Bia Garbato é publicitária, locutora e cronista. Ela escreve semanalmente no site da Jovem Pan e no seu Instagram. Leia @biagarbato
Quando eu era pequena, eu só queria comer porcaria. Todo dia. Não tinha essa de fim de semana. Pirulito, Chokito, Danoninho, Cheetos, guaraná, Dip Lik, chiclete (que muitas vezes eu engoli) e balas Soft, aquela dura com um furo no meio, que escorregava pela garganta e era o terror das mães. Mas você não deixava. Eu dizia que você era boba e tomava bronca. Eu dizia que você era muito chata e ia para o castigo. Eu chorava, dizia que ia morrer de fome e a culpa era sua. E você me disse que um dia eu ia entender. Hoje, meu filho quer comer Nutella de colher, balas Fini, Cornetto do unicórnio (azul!) e Kinder Ovo de café da manhã (alegando que é ovo). E eu não deixo, claro. E ele faz um escândalo. É duro de aguentar. Dá vontade de desistir e deixar ele se esbaldar, só para ele parar de reclamar. Mas aí eu me lembro de você. De como você segurava firme. E digo não. E vou comer Kinder Ovo no meu quarto.

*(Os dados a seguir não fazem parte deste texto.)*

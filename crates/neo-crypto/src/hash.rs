//! Fixed-size hash types and the hash functions Neo N3 builds its identity
//! scheme from: `RIPEMD160(SHA256(x))` for 20-byte script hashes and
//! `SHA256(SHA256(x))` for 32-byte transaction/block hashes and checksums.

use std::fmt;
use std::str::FromStr;

use neo_error::CryptoError;
use ripemd::Ripemd160;
use serde::{Deserialize, Serialize};
use sha2::{Digest, Sha256};

/// Computes `SHA256(data)`.
pub fn sha256(data: &[u8]) -> [u8; 32] {
	let mut out = [0u8; 32];
	out.copy_from_slice(&Sha256::digest(data));
	out
}

/// Computes `SHA256(SHA256(data))`.
pub fn hash256(data: &[u8]) -> [u8; 32] {
	sha256(&sha256(data))
}

/// Computes `RIPEMD160(SHA256(data))`, the script-hash digest.
pub fn hash160(data: &[u8]) -> [u8; 20] {
	let mut hasher = Ripemd160::new();
	hasher.update(sha256(data));
	let mut out = [0u8; 20];
	out.copy_from_slice(&hasher.finalize());
	out
}

/// First four bytes of `hash256(data)`, used for NEF/Base58Check checksums.
pub fn checksum4(data: &[u8]) -> [u8; 4] {
	let mut out = [0u8; 4];
	out.copy_from_slice(&hash256(data)[..4]);
	out
}

macro_rules! fixed_hash {
	($name:ident, $len:literal, $doc:literal) => {
		#[doc = $doc]
		#[derive(Clone, Copy, PartialEq, Eq, Hash, PartialOrd, Ord, Serialize, Deserialize)]
		pub struct $name(pub [u8; $len]);

		impl $name {
			/// The all-zero hash.
			pub const ZERO: Self = Self([0u8; $len]);

			/// Wraps raw little-endian bytes (the on-wire representation) as-is.
			pub const fn from_le_bytes(bytes: [u8; $len]) -> Self {
				Self(bytes)
			}

			/// Returns the raw little-endian bytes (the on-wire representation).
			pub fn to_le_bytes(self) -> [u8; $len] {
				self.0
			}

			/// Parses big-endian hex, with or without a leading `0x`, as used in
			/// textual/JSON representations.
			pub fn from_hex_be(s: &str) -> Result<Self, CryptoError> {
				let s = s.strip_prefix("0x").unwrap_or(s);
				let bytes = hex::decode(s).map_err(|e| CryptoError::HexError(e.to_string()))?;
				if bytes.len() != $len {
					return Err(CryptoError::InvalidFormat(format!(
						"expected {} bytes, got {}",
						$len,
						bytes.len()
					)));
				}
				let mut le = [0u8; $len];
				le.copy_from_slice(&bytes);
				le.reverse();
				Ok(Self(le))
			}

			/// Renders as big-endian hex with a leading `0x`.
			pub fn to_hex_be(self) -> String {
				let mut be = self.0;
				be.reverse();
				format!("0x{}", hex::encode(be))
			}
		}

		impl fmt::Debug for $name {
			fn fmt(&self, f: &mut fmt::Formatter<'_>) -> fmt::Result {
				write!(f, "{}({})", stringify!($name), self.to_hex_be())
			}
		}

		impl fmt::Display for $name {
			fn fmt(&self, f: &mut fmt::Formatter<'_>) -> fmt::Result {
				write!(f, "{}", self.to_hex_be())
			}
		}

		impl FromStr for $name {
			type Err = CryptoError;

			fn from_str(s: &str) -> Result<Self, Self::Err> {
				Self::from_hex_be(s)
			}
		}

		impl AsRef<[u8]> for $name {
			fn as_ref(&self) -> &[u8] {
				&self.0
			}
		}

		impl Default for $name {
			fn default() -> Self {
				Self::ZERO
			}
		}
	};
}

fixed_hash!(Hash160, 20, "A 20-byte script hash (`RIPEMD160(SHA256(script))`).");
fixed_hash!(Hash256, 32, "A 32-byte double-SHA256 hash (transaction/block identity).");

impl Hash160 {
	/// Derives the script hash of a verification or invocation script.
	pub fn from_script(script: &[u8]) -> Self {
		Self(hash160(script))
	}
}

impl Hash256 {
	/// Computes the double-SHA256 hash of arbitrary data.
	pub fn hash(data: &[u8]) -> Self {
		Self(hash256(data))
	}
}

#[cfg(test)]
mod tests {
	use super::*;

	#[test]
	fn hash160_hex_round_trips_with_byte_reversal() {
		let hex = "23ba2703c53263e8d6e522dc32203339dcd8eee9".to_string();
		let h = Hash160::from_hex_be(&hex).unwrap();
		assert_eq!(h.to_hex_be()[2..], hex);
	}

	#[test]
	fn ripemd160_known_vector() {
		let digest = {
			let mut hasher = Ripemd160::new();
			hasher.update(b"abc");
			hasher.finalize()
		};
		assert_eq!(hex::encode(digest), "8eb208f7e05d987a9b044a8e98c6b087f15a0bfc");
	}

	#[test]
	fn hash256_is_double_sha256() {
		let once = sha256(b"abc");
		let twice = sha256(&once);
		assert_eq!(hash256(b"abc"), twice);
	}
}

Quando você não me deixou ir a uma festinha à noite, eu quis morrer. A turma toda foi. Minha melhor amiga foi. E principalmente aquele menino de olhos azuis. Como você pôde fazer isso comigo? Como você conseguiu me deixar no quarto chorando de sombra azul? Mas você me disse que um dia eu ia entender. Meu filho me pediu outro dia para ir a uma festinha à noite. Eu disse não. O que que é isso? Cedo demais. Então eu entendi.
Você me pedia para te avisar quando eu chegasse. Confesso agora que eu não avisava e ainda mentia: “te avisei, você que não lembra”. Você dormia mal e tinha que levantar para ver se eu estava dormindo. Antes de dormir seu coração pulava. Você rezava: “Deus proteja essa menina”. Não havia celular para mandar mensagem, rastrear a localização, ligar no desespero. E no café da manhã, você apelava pela minha compaixão. Você me disse que um dia eu ia entender. Meu filho um dia vai chegar tarde. E eu vou acompanhar cada passo dele pelo celular, até não conseguir mais ficar acordada. Eu vou obrigá-lo a mandar mensagem para me avisar quando sair de onde quer que ele esteja e avisar quando chegou (vai estar programado aquele som de notificação histérico). E às vezes ele vai me enganar, é claro. Como eu enganei você. E eu vou implorar no café da manhã, para que ele não faça mais isso comigo. E eu vou dizer: “um dia, meu filho, você vai entender”.